Cherry pie with vanilla essence
Sadly, heliotrope is a deeply unfashionable flower. This is odd because I’ve found its powdery vanilla fragrance is strong and dependable – perhaps gardeners are confused by the fact that some of the modern seed-raised varieties have no scent at all. Heliotropium arborescens ‘Chatsworth’, raised from cuttings, is not only much taller and more imposing than seed-raised types, but its pale purple flowers are unusually strongly scented. Some people describe the scent as “cooked cherries”, hence its common name of cherry pie. 1m. H1c.

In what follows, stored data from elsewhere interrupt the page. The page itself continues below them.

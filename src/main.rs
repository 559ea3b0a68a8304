// SPDX-FileCopyrightText: 2025 Greenbone AG
//
// SPDX-License-Identifier: GPL-2.0-or-later

mod config;
mod controller;
mod enrichment;
mod platform;
mod request;
mod response;
mod templates;

use crate::platform::{cloud::CloudPlatform, local::LocalPlatform};

#[tokio::main]
async fn main() -> Result<(), Box<dyn std::error::Error + Send + Sync>> {
    let filter = tracing_subscriber::EnvFilter::builder()
        .with_default_directive(tracing::metadata::LevelFilter::INFO.into())
        .with_env_var("SCAN_PORTAL_LOG")
        .from_env_lossy();
    tracing_subscriber::fmt().with_env_filter(filter).init();
    let config = config::Config::load();
    if config.platform.local_mode {
        tracing::info!("local mode enabled, using mock platform backends");
        serve(LocalPlatform::default(), &config).await
    } else {
        serve(CloudPlatform::from_config(&config.platform), &config).await
    }
}

async fn serve<P>(
    platform: P,
    config: &config::Config,
) -> Result<(), Box<dyn std::error::Error + Send + Sync>>
where
    P: controller::Platform + std::fmt::Debug + Send + Sync + 'static,
{
    let enricher = enrichment::GtiEnricher::from_config(&config.enrichment);
    let ctx = controller::ContextBuilder::new()
        .enricher(enricher)
        .platform(platform)
        .build();
    let controller = std::sync::Arc::new(ctx);
    let incoming = hyper::server::conn::AddrIncoming::bind(&config.listener.address)?;
    let addr = incoming.local_addr();
    let make_svc = crate::controller::make_svc!(&controller);
    let server = hyper::Server::builder(incoming).serve(make_svc);
    tracing::info!("listening on http://{}", addr);
    server.await?;
    Ok(())
}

Sweet pea with a difference
We can hardly discuss scent without including sweet peas and, for fragrance, ‘High Scent’ is the pick. But ‘Solway Snowflake’, and the other seven AGM winners in the Solway Series, are special in that they’re half the height of normal sweet peas. Ideal in a tight space – scrambling over a low fence, tumbling down a bank or spilling out of a large container – ‘Solway Snowflake’ is pure white with a tiny red flash in the upper petals. Lovely, and well scented too. 1m. H2.
New-look lavender
We’ve seen so many new lavender varieties arrive in recent years that it can be tough to choose – or perhaps we should simply stick with the old ones? Lavandula angustifolia 'Miss Katherine' is one of the best newcomers. It’s more elegant than many; its grey-green aromatic leaves make a compact evergreen mass and its production of spikes of super-fragrant pink flowers is prodigious. Clip after flowering to help retain its shape. 75m. H5.
Addicted to tobacco
Flowering tobacco, Nicotiana sylvestris, looks superb and smells wonderful. What’s not to like? Well, it can reach 2m in height in rich soil and a sunny site, and its big bold paddle-shaped leaves take up space. But all summer and into autumn its erect stems are topped with generous pendulous clusters of long pure white flowers whose evening fragrance is captivating. Raise from seed, or you can now usually buy plants in garden centres. In sheltered gardens it may even behave as a perennial. 2m. H2.
Perfumed petunias
The first petunias to arrive in Britain from South America in the early 19th century were very fragrant but, as the decades rolled by, developments brought us larger flowers, more varied colours, less straggly growth – but the fragrance became less noticeable. By contrast, just pass by a hanging basket of Petunia Tumbelina Priscilla and you can’t miss the fragrance. This neat, semi-trailing, double-flowered variety with its purple-veined lavender flowers is ideal in a basket as a specimen or mingled with other flowers. 30cm. H1c.
Tuberose
This Victorian favourite, with the most astonishing evening and night-time fragrance, is enjoying a revival – and quite right too. For so long Polianthes tuberosa was grown as a conservatory plant but it’s now appreciated as a lovely plant for a patio container. Upright stems are lined with white waxy flowers in summer, prettily doubled and longer lasting in the variety ‘The Pearl’. Grow as a specimen in a container and, for winter, move the pot into a sheltered place and allow the bulbs to dry out. 1.2m. H2.
English fragrance
Since David Austin’s first rose, ‘Constance Spry’ (1961), fragrance has been a crucial factor his introductions and one of my favourites, for its citrus scent, is Lady Emma Hamilton. Introduced just over 10 years ago, its relatively upright growth carries shining, disease-resistant foliage and is topped by rich, orange-tinted, apricot flowers that don’t open flat but remain what is described as chalice-shaped. With the more lemony shades on the outside of the petals, the harmony of colour tones is lovely. 1.2m. H6.